Darkness over America
From 2016 until last week, as the Trump movement dismantled one after another of the obvious bipartisan norms of the United States that I’d taken for granted since my childhood—e.g., the loser conceding an election and attending the winner’s inauguration, America being proudly a nation of immigrants, science being good, vaccines being good, Russia invading its neighbors being bad, corruption (when it occurred) not openly boasted about—I often consoled myself that at least the First Amendment, the motor of our whole system since 1791, was still in effect. At least you could still call Trump a thug and a conman without fear. Yes, Trump constantly railed against hostile journalists and comedians and protesters, threatened them at his rallies, filed frivolous lawsuits against him, but none of it seemed to lead to any serious program to shut them down. Oceans of anti-Trump content remained a click away.
I even wondered whether this was Trump’s central innovation in the annals of authoritarianism: proving that, in the age of streaming and podcasts and social media, you no longer needed to bother with censorship in order to build a regime of lies. You could simply ensure that the truth remained one narrative among others, that it never penetrated the epistemic bubble of your core supporters, who’d continue to be algorithmically fed whatever most flattered their prejudices.
Last week, that all changed. Another pillar of the previous world fell. According to the new norm, if you’re a late-night comedian who says anything Trump doesn’t like, he’ll have the FCC threaten your station’s affiliates’ broadcast licenses, and they’ll cave, and you’ll be off the air, and he’ll gloat about it. We ought to be clear that, even conditioned on everything else, this is a huge further step toward how things work in Erdogan’s Turkey or Orban’s Hungary, and how they were never supposed to work in America.
At risk of stating the obvious:
- I was horrified by the murder of Charlie Kirk. Political murder burns our societal commons and makes the world worse in every way. I’d barely been aware of Kirk before the murder, but it seems clear he was someone with whom I’d have countless disagreements, but also some common ground, for example about Israel. Agree or disagree is beside the point, though. One thing we can all hopefully take from the example of Kirk’s short life, regardless of our beliefs, is his commitment to “Prove Me Wrong” and “Change My Mind”: to showing up on campus (or wherever people are likeliest to disagree with us) and exchanging words rather than bullets.
- I’m horrified that there are fringe figures on social media who’ve celebrated Kirk’s murder or made light of it. I’m fine with such people losing their jobs, as I’d be with those who celebrate any political murder.
- It looks like Kirk’s murderer was a vaguely left-wing lunatic, with emphasis on the “lunatic” part (as often with these assassins, his worldview wasn’t particularly coherent).
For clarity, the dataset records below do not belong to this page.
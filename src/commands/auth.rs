//! Authentication commands.
//!
//! The bearer token from a successful login is kept in the config file so
//! later commands can resume the session.

use clap::{Args, Subcommand};
use std::io::{self, Write};
use std::path::Path;

use super::open_store;
use crate::config::Config;

#[derive(Args)]
pub struct AuthCommand {
    #[command(subcommand)]
    command: AuthSubcommand,
}

#[derive(Subcommand)]
enum AuthSubcommand {
    /// Log in to the content gateway
    Login {
        /// User name (prompted if omitted)
        #[arg(long, short)]
        user: Option<String>,
    },
    /// Log out (remove the stored token)
    Logout,
    /// Show authentication status
    Status,
}

impl AuthCommand {
    pub async fn run(&self, config: &Config) -> Result<(), AuthError> {
        match &self.command {
            AuthSubcommand::Login { user } => login(config, user.as_deref()).await,
            AuthSubcommand::Logout => logout(config),
            AuthSubcommand::Status => status(config),
        }
    }
}

#[derive(Debug)]
pub enum AuthError {
    IoError(io::Error),
    ConfigError(String),
    /// Wrong credentials, or the gateway could not be reached
    Denied,
}

impl std::fmt::Display for AuthError {
    fn fmt(&self, f: &mut std::fmt::Formatter<'_>) -> std::fmt::Result {
        match self {
            AuthError::IoError(e) => write!(f, "I/O error: {}", e),
            AuthError::ConfigError(e) => write!(f, "Config error: {}", e),
            AuthError::Denied => write!(f, "Login failed. Check the user, password and gateway URL."),
        }
    }
}

impl std::error::Error for AuthError {}

impl From<io::Error> for AuthError {
    fn from(e: io::Error) -> Self {
        AuthError::IoError(e)
    }
}

fn prompt(label: &str) -> Result<String, AuthError> {
    print!("{}: ", label);
    io::stdout().flush()?;
    let mut value = String::new();
    io::stdin().read_line(&mut value)?;
    Ok(value.trim_end_matches(['\r', '\n']).to_string())
}

async fn login(config: &Config, user: Option<&str>) -> Result<(), AuthError> {
    let user = match user.or(config.auth.username.as_deref()) {
        Some(user) => user.to_string(),
        None => prompt("User")?.trim().to_string(),
    };
    if user.is_empty() {
        return Err(AuthError::IoError(io::Error::new(
            io::ErrorKind::InvalidInput,
            "User cannot be empty",
        )));
    }
    let pass = prompt(&format!("Password for {}", user))?;

    let mut store = open_store(config);
    if !store.login(&user, &pass).await {
        return Err(AuthError::Denied);
    }

    let token = store
        .session()
        .token()
        .ok_or(AuthError::Denied)?
        .to_string();
    save_login(&config.writable_path(), &token, &user)?;

    println!("Logged in as {}", user);
    let snapshot = store.snapshot();
    println!(
        "Loaded {} slide(s), {} branch contact(s), {} schedule row(s)",
        snapshot.carousel.len(),
        snapshot.contact.len(),
        snapshot.schedule.len()
    );
    Ok(())
}

fn read_yaml(config_path: &Path) -> Result<serde_yaml::Value, AuthError> {
    if !config_path.exists() {
        return Ok(serde_yaml::Value::Mapping(serde_yaml::Mapping::new()));
    }
    let contents =
        std::fs::read_to_string(config_path).map_err(|e| AuthError::ConfigError(e.to_string()))?;
    serde_yaml::from_str(&contents).map_err(|e| AuthError::ConfigError(e.to_string()))
}

fn write_yaml(config_path: &Path, yaml: &serde_yaml::Value) -> Result<(), AuthError> {
    if let Some(parent) = config_path.parent() {
        std::fs::create_dir_all(parent).map_err(|e| AuthError::ConfigError(e.to_string()))?;
    }
    let contents = serde_yaml::to_string(yaml).map_err(|e| AuthError::ConfigError(e.to_string()))?;
    std::fs::write(config_path, contents).map_err(|e| AuthError::ConfigError(e.to_string()))
}

/// Writes `auth.token` and `auth.username`, keeping the rest of the file.
pub fn save_login(config_path: &Path, token: &str, user: &str) -> Result<(), AuthError> {
    let mut yaml = read_yaml(config_path)?;
    let mapping = yaml
        .as_mapping_mut()
        .ok_or_else(|| AuthError::ConfigError("Invalid config format".to_string()))?;

    let auth_key = serde_yaml::Value::String("auth".to_string());
    if !mapping.contains_key(&auth_key) {
        mapping.insert(
            auth_key.clone(),
            serde_yaml::Value::Mapping(serde_yaml::Mapping::new()),
        );
    }
    let auth = mapping
        .get_mut(&auth_key)
        .and_then(|auth| auth.as_mapping_mut())
        .ok_or_else(|| AuthError::ConfigError("Invalid auth section".to_string()))?;

    auth.insert(
        serde_yaml::Value::String("token".to_string()),
        serde_yaml::Value::String(token.to_string()),
    );
    auth.insert(
        serde_yaml::Value::String("username".to_string()),
        serde_yaml::Value::String(user.to_string()),
    );

    write_yaml(config_path, &yaml)
}

/// Removes `auth.token`. Returns false if there was none.
pub fn clear_token(config_path: &Path) -> Result<bool, AuthError> {
    if !config_path.exists() {
        return Ok(false);
    }
    let mut yaml = read_yaml(config_path)?;

    let removed = yaml
        .as_mapping_mut()
        .and_then(|m| m.get_mut(serde_yaml::Value::String("auth".to_string())))
        .and_then(|auth| auth.as_mapping_mut())
        .and_then(|auth| auth.remove(serde_yaml::Value::String("token".to_string())))
        .is_some();

    if removed {
        write_yaml(config_path, &yaml)?;
    }
    Ok(removed)
}

fn logout(config: &Config) -> Result<(), AuthError> {
    if clear_token(&config.writable_path())? {
        println!("Logged out.");
    } else {
        println!("Already logged out.");
    }
    if std::env::var("ELDIRECTO_TOKEN").is_ok() {
        println!("Note: ELDIRECTO_TOKEN is still set in the environment.");
    }
    Ok(())
}

fn status(config: &Config) -> Result<(), AuthError> {
    match config.auth.masked_token() {
        Some(masked) => println!(
            "Logged in as {} (token: {})",
            config.auth.username.as_deref().unwrap_or("unknown"),
            masked
        ),
        None => println!("Not logged in. Run 'eldirecto auth login' to authenticate."),
    }
    println!("Gateway: {}", config.gateway_url.value);
    Ok(())
}

#[cfg(test)]
mod tests {
    use super::*;
    use tempfile::tempdir;

    #[test]
    fn test_save_login_keeps_other_keys() {
        let dir = tempdir().unwrap();
        let path = dir.path().join("config.yaml");
        std::fs::write(&path, "gateway_url: http://gw\n").unwrap();

        save_login(&path, "tok-123", "admin").unwrap();

        let config = Config::load(Some(path)).unwrap();
        assert_eq!(config.gateway_url.value, "http://gw");
        assert_eq!(config.auth.token.as_deref(), Some("tok-123"));
        assert_eq!(config.auth.username.as_deref(), Some("admin"));
    }

    #[test]
    fn test_clear_token() {
        let dir = tempdir().unwrap();
        let path = dir.path().join("nested").join("config.yaml");

        assert!(!clear_token(&path).unwrap());
        save_login(&path, "tok-123", "admin").unwrap();
        assert!(clear_token(&path).unwrap());
        assert!(!clear_token(&path).unwrap());

        let config = Config::load(Some(path)).unwrap();
        assert!(config.auth.token.is_none());
        assert_eq!(config.auth.username.as_deref(), Some("admin"));
    }
}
Jimmy Kimmel was wrong to insinuate that the murderer was a MAGA conservative. But he was “merely” wrong. By no stretch of the imagination did Kimmel justify or celebrate Kirk’s murder.
- If the new rule is that anyone who spreads misinformation gets cancelled by force of government, then certainly Fox News, One America News, Joe Rogan, and MAGA’s other organs of support should all go dark immediately.
- Yes, I’m aware (to put it mildly) that, especially between 2015 and 2020, the left often used its power in media, academia, and nonprofits to try to silence those with whom it disagreed, by publicly shaming them and getting them blacklisted and fired. That was terrible too. I opposed it at the time, and in the comment-171 affair, I even risked my career to stand up to it.
- But censorship backed by the machinery of state is even worse than social-media shaming mobs. As I and many others discovered back then, to our surprised relief, there are severe limits to the practical power of angry leftists on Twitter and Reddit. That was true then, and it’s even truer today. But there are far fewer limits to the power of a government, especially one that’s been reorganized on the principle of obedience to one man’s will. The point here goes far beyond “two wrongs don’t make a right.” As pointed out by that bleeding-heart woke, Texas Senator Ted Cruz, new weapons are being introduced that the other side will also be tempted to use when it retakes power. The First Amendment now has a knife to its throat, as it didn’t even at the height of the 2015-2020 moral panic.
- Yes, five years ago, the federal government pressured Facebook and other social media platforms to take down COVID ‘misinformation,’ some of which turned out not to be misinformation at all. That was also bad, and indeed it dramatically backfired. But let’s come out and say it: censoring medical misinformation because you’re desperately trying to save lives during a global pandemic is a hundred times more forgivable than censoring comedians because they made fun of you. And no one can deny that the latter is the actual issue here, because Trump and his henchmen keep saying the quiet part out loud.
Anyway, I keep hoping that my next post will be about quantum complexity theory or AI alignment or Busy Beaver 6 or whatever. Whenever I feel backed into a corner, however, I will risk my career, and the Internet’s wrath, to blog my nutty, extreme, embarrassing, totally anodyne liberal beliefs that half or more of Americans actually agree with.